K-Nearest Neighbor - Predicting Bug Covering by Theshold Voting

The goal of the study

Evaluate the prediction based on a minimal number of YES votes to consider a question to be bug-covering. For more detailed explanation, please see the previous analysis

Whe study has two goals:

Train a machine learning algorithm that predicts whether a code fragment is related to a failure or not. For that, I originally devised different metrics. The metric that will explore in the following study consists of threshold vote of YES answers.

Building the model

I chose knn.cv (cross validation) so I can minimize the risk of lucky selection of training and testing set.

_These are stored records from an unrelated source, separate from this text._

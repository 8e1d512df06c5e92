//! Response DTOs for the pricing entry point.
//!
//! The calculation result is a full audit trail: every intermediate figure
//! (base price, seasonal adjustment, discounts, taxes, fees) is carried into
//! the output so callers can show how the final number was derived.

use rust_decimal::Decimal;
use serde::Serialize;

/// Aggregated discount with its audit trail.
///
/// `reasons` holds one human-readable line per applied rule, in evaluation
/// order (loyalty, volume, promotion). When the cap triggers, a cap notice is
/// appended after the per-rule reasons; those earlier reasons still report
/// the pre-cap contributions.
#[derive(Debug, Clone, PartialEq, Serialize)]
pub struct DiscountResult {
    #[serde(with = "rust_decimal::serde::str")]
    pub amount: Decimal,
    /// Final discount percentage, after the cap.
    #[serde(with = "rust_decimal::serde::str")]
    pub percentage: Decimal,
    pub reasons: Vec<String>,
}

/// Per-component tax breakdown.
#[derive(Debug, Clone, PartialEq, Serialize)]
pub struct TaxResult {
    #[serde(with = "rust_decimal::serde::str")]
    pub base_tax: Decimal,
    #[serde(with = "rust_decimal::serde::str")]
    pub local_tax: Decimal,
    #[serde(with = "rust_decimal::serde::str")]
    pub tourist_tax: Decimal,
    #[serde(with = "rust_decimal::serde::str")]
    pub international_fee: Decimal,
    /// Sum of the four component rate percentages.
    #[serde(with = "rust_decimal::serde::str")]
    pub total_tax_rate: Decimal,
    /// Sum of the four component amounts.
    #[serde(with = "rust_decimal::serde::str")]
    pub total_tax_amount: Decimal,
}

/// A named flat fee.
#[derive(Debug, Clone, PartialEq, Serialize)]
pub struct FeeLine {
    pub name: String,
    #[serde(with = "rust_decimal::serde::str")]
    pub amount: Decimal,
}

/// Fee breakdown: fixed service fee, payment-method processing fee, and
/// booking-type/option-driven flat fees in application order.
#[derive(Debug, Clone, PartialEq, Serialize)]
pub struct FeeResult {
    #[serde(with = "rust_decimal::serde::str")]
    pub service_fee: Decimal,
    #[serde(with = "rust_decimal::serde::str")]
    pub processing_fee: Decimal,
    pub additional_fees: Vec<FeeLine>,
    #[serde(with = "rust_decimal::serde::str")]
    pub total_fees: Decimal,
}

/// Echo of the booking's identity fields.
#[derive(Debug, Clone, PartialEq, Serialize)]
pub struct BookingSummary {
    pub booking_type: String,
    pub item: String,
    pub category: String,
    pub quantity: i32,
    #[serde(with = "rust_decimal::serde::str")]
    pub duration: Decimal,
}

/// Complete calculation trace for one booking.
#[derive(Debug, Clone, PartialEq, Serialize)]
pub struct BookingCalculationResult {
    pub booking: BookingSummary,
    #[serde(with = "rust_decimal::serde::str")]
    pub base_price: Decimal,
    #[serde(with = "rust_decimal::serde::str")]
    pub seasonal_adjusted_price: Decimal,
    pub discounts: DiscountResult,
    #[serde(with = "rust_decimal::serde::str")]
    pub price_after_discounts: Decimal,
    pub taxes: TaxResult,
    pub fees: FeeResult,
    /// Rounded to 2 decimal places, half away from zero.
    #[serde(with = "rust_decimal::serde::str")]
    pub final_price: Decimal,
}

Cross validations was performed by leaving one out

#build model
fitModel.cv <- knn.cv(trainingData, trainingData$bugCovering, k=3, l=0, prob = FALSE, use.all=TRUE);

I have also run with differnt levels of k=3,5,7,9, which produced similar results.

Testing the model

## 
##  
##    Cell Contents
## |-------------------------|
## |                       N |
## |           N / Row Total |
## |           N / Col Total |
## |         N / Table Total |
## |-------------------------|
## 
##  
## Total Observations in Table:  129 
## 
##  
##                          | fitModel.cv.df[, 1] 
## trainingData$bugCovering |     FALSE |      TRUE | Row Total | 
## -------------------------|-----------|-----------|-----------|
##                    FALSE |       103 |         1 |       104 | 
##                          |     0.990 |     0.010 |     0.806 | 
##                          |     0.981 |     0.042 |           | 
##                          |     0.798 |     0.008 |           | 
## -------------------------|-----------|-----------|-----------|
##                     TRUE |         2 |        23 |        25 | 
##                          |     0.080 |     0.920 |     0.194 | 
##                          |     0.019 |     0.958 |           | 
##                          |     0.016 |     0.178 |           | 
## -------------------------|-----------|-----------|-----------|
##             Column Total |       105 |        24 |       129 | 
##                          |     0.814 |     0.186 |           | 
## -------------------------|-----------|-----------|-----------|
## 
##

Estimating the metric

Discover the minimal threshold vote value that would have predicted the same bug Covering questions

Mean threshold vote of the questions categorized as bug covering:

## [1] 9.416667

Minimal threshold vote of the questions categorized as bug covering:

## [1] 6

Plot metric distribution

By the distribution of threshold vote outcomes values, we can note that the metric value for threshold vote has to be larger or equal to 6 (six) in order predict bug-covering questions.